REGISTRATION STATEMENT UNDER THE SECURITIES ACT OF 1933                 [X]

     Pre-Effective Amendment No.                                        [ ]


     Post-Effective Amendment No.   28                                  [X]

                                       AND

REGISTRATION STATEMENT UNDER THE INVESTMENT COMPANY ACT OF 1940         [X]

     Amendment No.   29


                            VOYAGEUR MUTUAL FUNDS II
               (Exact Name of Registrant as Specified in Charter)

           One Commerce Square, Philadelphia, Pennsylvania      19103
            (Address of Principal Executive Offices)          (Zip Code)

        Registrant's Telephone Number, including Area Code:  (215) 255-1371

    Richelle S. Maestro, Esquire, One Commerce Square, Philadelphia, PA 19103
                     (Name and Address of Agent for Service)

Approximate Date of Public Offering:                 October 30, 2000

It is proposed that this filing will become effective:

              immediately upon filing pursuant to paragraph (b)
          X   on October 30, 2000 pursuant to paragraph (b)
              60 days after filing pursuant to paragraph (a)(1)
              on (date) pursuant to paragraph (a)(1)
              75 days after filing pursuant to paragraph (a)(2)
              on (date) pursuant to paragraph (a)(2) of Rule 485

If appropriate:

         ____ this post-effective amendment designates a new effective date for
a previously filed post-effective amendment

<PAGE>   2

Pursuant to Rule 414 under the Securities Act of 1933, Voyageur Mutual Funds II,
as successor issuer of Voyageur Mutual Funds II, Inc., is filing this amendment
to the registration statement of Voyageur Mutual Funds II, Inc. and expressly
adopts the registration statement of Voyageur Mutual Funds II, Inc. as its own
for all purposes of the Securities Act of 1933 and the Investment Company Act of
1940.

<PAGE>   3

                             --- C O N T E N T S ---


This Post-Effective Amendment No. 28 to Registration File No. 33-11495 includes
the following:


          1.     Facing Page

          2.     Contents Page

          3.     Part A - Prospectus(1)

          4.     Part B - Statement of Additional Information(1)

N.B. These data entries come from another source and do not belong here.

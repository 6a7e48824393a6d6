//! File operations for the notes data file
//!
//! The whole collection lives in one pretty-printed JSON array. Writes always
//! replace the entire file.

use std::fs;
use std::io::Write;
use std::path::Path;

use notes_types::Note;

use super::error::{NoteStoreError, Result};

/// Read and parse the data file
pub fn read_notes(path: &Path) -> Result<Vec<Note>> {
    let raw = fs::read_to_string(path).map_err(|e| NoteStoreError::persistence(path, e))?;
    let notes = serde_json::from_str(&raw)?;
    Ok(notes)
}

/// Serialize the full collection and overwrite the data file (creates parent directories as needed)
pub fn write_notes(path: &Path, notes: &[Note]) -> Result<()> {
    let body = serde_json::to_string_pretty(notes)?;

    if let Some(parent) = path.parent() {
        fs::create_dir_all(parent).map_err(|e| NoteStoreError::persistence(parent, e))?;
    }
    let mut file = fs::File::create(path).map_err(|e| NoteStoreError::persistence(path, e))?;
    file.write_all(body.as_bytes())
        .map_err(|e| NoteStoreError::persistence(path, e))?;
    Ok(())
}
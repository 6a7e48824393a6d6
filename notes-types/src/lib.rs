//! Shared types for the notes backend and its HTTP clients.

use chrono::{DateTime, Utc};
use serde::{Deserialize, Serialize};

// =====================================================
// Domain Types
// =====================================================

/// A single note as stored on disk and returned over the API.
#[derive(Debug, Clone, PartialEq, Eq, Serialize, Deserialize)]
#[serde(rename_all = "camelCase")]
pub struct Note {
    pub id: String,
    pub title: String,
    pub content: String,
    #[serde(with = "iso8601")]
    pub created_at: DateTime<Utc>,
    #[serde(with = "iso8601")]
    pub updated_at: DateTime<Utc>,
}

/// Paging metadata attached to list responses
#[derive(Debug, Clone, PartialEq, Eq, Serialize, Deserialize)]
#[serde(rename_all = "camelCase")]
pub struct Pagination {
    pub page: usize,
    pub limit: usize,
    pub total: usize,
    pub total_pages: usize,
}

// =====================================================
// Request Types
// =====================================================

/// Body of `POST /notes`
#[derive(Debug, Clone, Serialize, Deserialize)]
pub struct CreateNoteRequest {
    pub title: String,
    pub content: String,
}

/// Body of `PUT /notes/{id}`. Absent fields are left unchanged.
#[derive(Debug, Clone, Default, Serialize, Deserialize)]
pub struct UpdateNoteRequest {
    #[serde(default, skip_serializing_if = "Option::is_none")]
    pub title: Option<String>,
    #[serde(default, skip_serializing_if = "Option::is_none")]
    pub content: Option<String>,
}

impl UpdateNoteRequest {
    pub fn is_empty(&self) -> bool {
        self.title.is_none() && self.content.is_none()
    }
}

/// Query string of `GET /notes`
#[derive(Debug, Clone, Default, Serialize, Deserialize)]
pub struct ListNotesQuery {
    #[serde(default, skip_serializing_if = "Option::is_none")]
    pub search: Option<String>,
    #[serde(default, skip_serializing_if = "Option::is_none")]
    pub page: Option<u32>,
    #[serde(default, skip_serializing_if = "Option::is_none")]
    pub limit: Option<u32>,
}

// =====================================================
// Response Types
// =====================================================

/// Envelope wrapping every response from the notes API.
#[derive(Debug, Serialize, Deserialize)]
pub struct ApiResponse<T> {
    pub success: bool,
    pub message: String,
    #[serde(skip_serializing_if = "Option::is_none")]
    pub data: Option<T>,
    #[serde(skip_serializing_if = "Option::is_none")]
    pub pagination: Option<Pagination>,
    #[serde(skip_serializing_if = "Option::is_none")]
    pub error: Option<String>,
}

impl<T> ApiResponse<T> {
    pub fn ok(message: impl Into<String>, data: T) -> Self {
        Self {
            success: true,
            message: message.into(),
            data: Some(data),
            pagination: None,
            error: None,
        }
    }

    pub fn paginated(message: impl Into<String>, data: T, pagination: Pagination) -> Self {
        Self {
            pagination: Some(pagination),
            ..Self::ok(message, data)
        }
    }
}

impl ApiResponse<()> {
    /// Success without a payload (e.g. after a delete)
    pub fn message(message: impl Into<String>) -> Self {
        Self {
            success: true,
            message: message.into(),
            data: None,
            pagination: None,
            error: None,
        }
    }

    pub fn err(message: impl Into<String>, error: Option<String>) -> Self {
        Self {
            success: false,
            message: message.into(),
            data: None,
            pagination: None,
            error,
        }
    }
}

/// Service health status
#[derive(Debug, Serialize, Deserialize)]
#[serde(rename_all = "camelCase")]
pub struct HealthStatus {
    pub status: String,
    pub version: String,
    pub notes: usize,
    pub uptime_secs: u64,
}

/// Timestamps as RFC 3339 UTC with millisecond precision (`2024-05-01T12:00:00.123Z`).
/// Any RFC 3339 offset is accepted on input and normalized to UTC.
pub mod iso8601 {
    use chrono::{DateTime, SecondsFormat, Utc};
    use serde::{Deserialize, Deserializer, Serializer};

    pub fn serialize<S: Serializer>(value: &DateTime<Utc>, serializer: S) -> Result<S::Ok, S::Error> {
        serializer.serialize_str(&value.to_rfc3339_opts(SecondsFormat::Millis, true))
    }

    pub fn deserialize<'de, D: Deserializer<'de>>(deserializer: D) -> Result<DateTime<Utc>, D::Error> {
        let raw = String::deserialize(deserializer)?;
        DateTime::parse_from_rfc3339(&raw)
            .map(|dt| dt.with_timezone(&Utc))
            .map_err(serde::de::Error::custom)
    }
}
use std::env;
use std::path::PathBuf;

/// Environment variable names - single source of truth
pub mod env_vars {
    pub const PORT: &str = "PORT";
    pub const BIND_ADDRESS: &str = "BIND_ADDRESS";
    /// Path of the JSON file holding every note
    pub const NOTES_DATA_PATH: &str = "NOTES_DATA_PATH";
    /// Comma-separated list of allowed browser origins, or "*" for any
    pub const CORS_ORIGIN: &str = "CORS_ORIGIN";
    /// Built browser client to serve at "/" (optional)
    pub const CLIENT_DIST_DIR: &str = "CLIENT_DIST_DIR";
}

/// Default values
pub mod defaults {
    pub const PORT: u16 = 3000;
    pub const BIND_ADDRESS: &str = "0.0.0.0";
    pub const DATA_DIR: &str = "data";
    pub const DATA_FILE: &str = "notes.json";
    pub const CORS_ORIGIN: &str = "http://localhost:8080";
}

/// Returns the absolute path to the notes-backend directory.
/// Uses CARGO_MANIFEST_DIR at compile time, so it always resolves
/// to notes-backend/ regardless of the working directory at runtime.
pub fn backend_dir() -> PathBuf {
    PathBuf::from(env!("CARGO_MANIFEST_DIR"))
}

/// Default location of the notes data file
pub fn default_data_path() -> PathBuf {
    backend_dir().join(defaults::DATA_DIR).join(defaults::DATA_FILE)
}

/// Allowed CORS origins
#[derive(Clone, Debug, PartialEq, Eq)]
pub enum CorsOrigins {
    Any,
    List(Vec<String>),
}

impl CorsOrigins {
    pub fn parse(raw: &str) -> Self {
        let origins: Vec<String> = raw
            .split(',')
            .map(|s| s.trim().trim_end_matches('/').to_string())
            .filter(|s| !s.is_empty())
            .collect();

        if origins.iter().any(|o| o == "*") {
            CorsOrigins::Any
        } else if origins.is_empty() {
            CorsOrigins::List(vec![defaults::CORS_ORIGIN.to_string()])
        } else {
            CorsOrigins::List(origins)
        }
    }
}

#[derive(Clone, Debug)]
pub struct Config {
    pub port: u16,
    pub bind_address: String,
    pub data_path: PathBuf,
    pub cors_origins: CorsOrigins,
    pub client_dist_dir: Option<PathBuf>,
}

impl Config {
    pub fn from_env() -> Self {
        Self::from_lookup(|key| env::var(key).ok())
    }

    /// Build the config from any key lookup (the process environment in production)
    pub fn from_lookup<F>(lookup: F) -> Self
    where
        F: Fn(&str) -> Option<String>,
    {
        let var = |key: &str| lookup(key).map(|v| v.trim().to_string()).filter(|v| !v.is_empty());

        let port = match var(env_vars::PORT) {
            Some(raw) => raw.parse().unwrap_or_else(|_| {
                log::warn!(
                    "{} must be a valid port number (got {:?}), using {}",
                    env_vars::PORT,
                    raw,
                    defaults::PORT
                );
                defaults::PORT
            }),
            None => defaults::PORT,
        };

        Self {
            port,
            bind_address: var(env_vars::BIND_ADDRESS)
                .unwrap_or_else(|| defaults::BIND_ADDRESS.to_string()),
            data_path: var(env_vars::NOTES_DATA_PATH)
                .map(PathBuf::from)
                .unwrap_or_else(default_data_path),
            cors_origins: CorsOrigins::parse(
                &var(env_vars::CORS_ORIGIN).unwrap_or_else(|| defaults::CORS_ORIGIN.to_string()),
            ),
            client_dist_dir: var(env_vars::CLIENT_DIST_DIR).map(PathBuf::from),
        }
    }
}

          5.     Part C - Other Information(2)

          6.     Signatures

          7.     Exhibits


This Post-Effective Amendment relates to the Registrant's one series of shares
and its classes: Delaware Tax-Free Colorado Fund - Delaware Tax-Free Colorado
Fund A Class, Delaware Tax-Free Colorado Fund B Class and Delaware Tax-Free
Colorado Fund C Class.

(1) The Registrant's Prospectus and Statement of Additional Information are
incorporated into this filing by reference to the electronic filing of
Post-Effective Amendment No. 25 to the Registration Statement of Voyageur Mutual
Funds filed October 30, 2000.

(2) Items 26(a) and 27 to Part C are incorporated into this filing by reference
to the electronic filing of Post-Effective Amendment No. 25 to the Registration
Statement of Voyageur Mutual Funds filed October 30, 2000.


<PAGE>   4
                                     PART C

                                Other Information


Item 23.    Exhibits

            (a)    Agreement and Declaration of Trust.

                   (1) Agreement and Declaration of Trust (December 17, 1998)
                       incorporated into this filing by reference to
                       Post-Effective Amendment No. 26 filed August 16, 1999.

                   (2) Certificate of Trust (December 17, 1998) incorporated
                       into this filing by reference to Post-Effective Amendment
                       No. 26 filed August 16, 1999.

            (b)    By-Laws. By-Laws (December 17, 1998) incorporated into this
                   filing by reference to Post-Effective Amendment No. 26 filed
                   August 16, 1999.

            (c)    Copies of All Instruments Defining the Rights of Holders.

                   (1) Agreement and Declaration of Trust. Articles III, V and
                       VI of Agreement and Declaration of Trust incorporated
                       into this filing by reference to Post-Effective Amendment
                       No. 26 filed August 16, 1999.

                   (2) By-Laws. Article II of By-Laws attached incorporated into
                       this filing by reference to Post-Effective Amendment No.
                       26 filed August 16, 1999.

            (d)    Investment Management Agreement. Investment Management
                   Agreement dated November 1, 1999 between Delaware Management
                   Company and the Registrant attached as an Exhibit.

            (e)    (1) Distribution Agreement.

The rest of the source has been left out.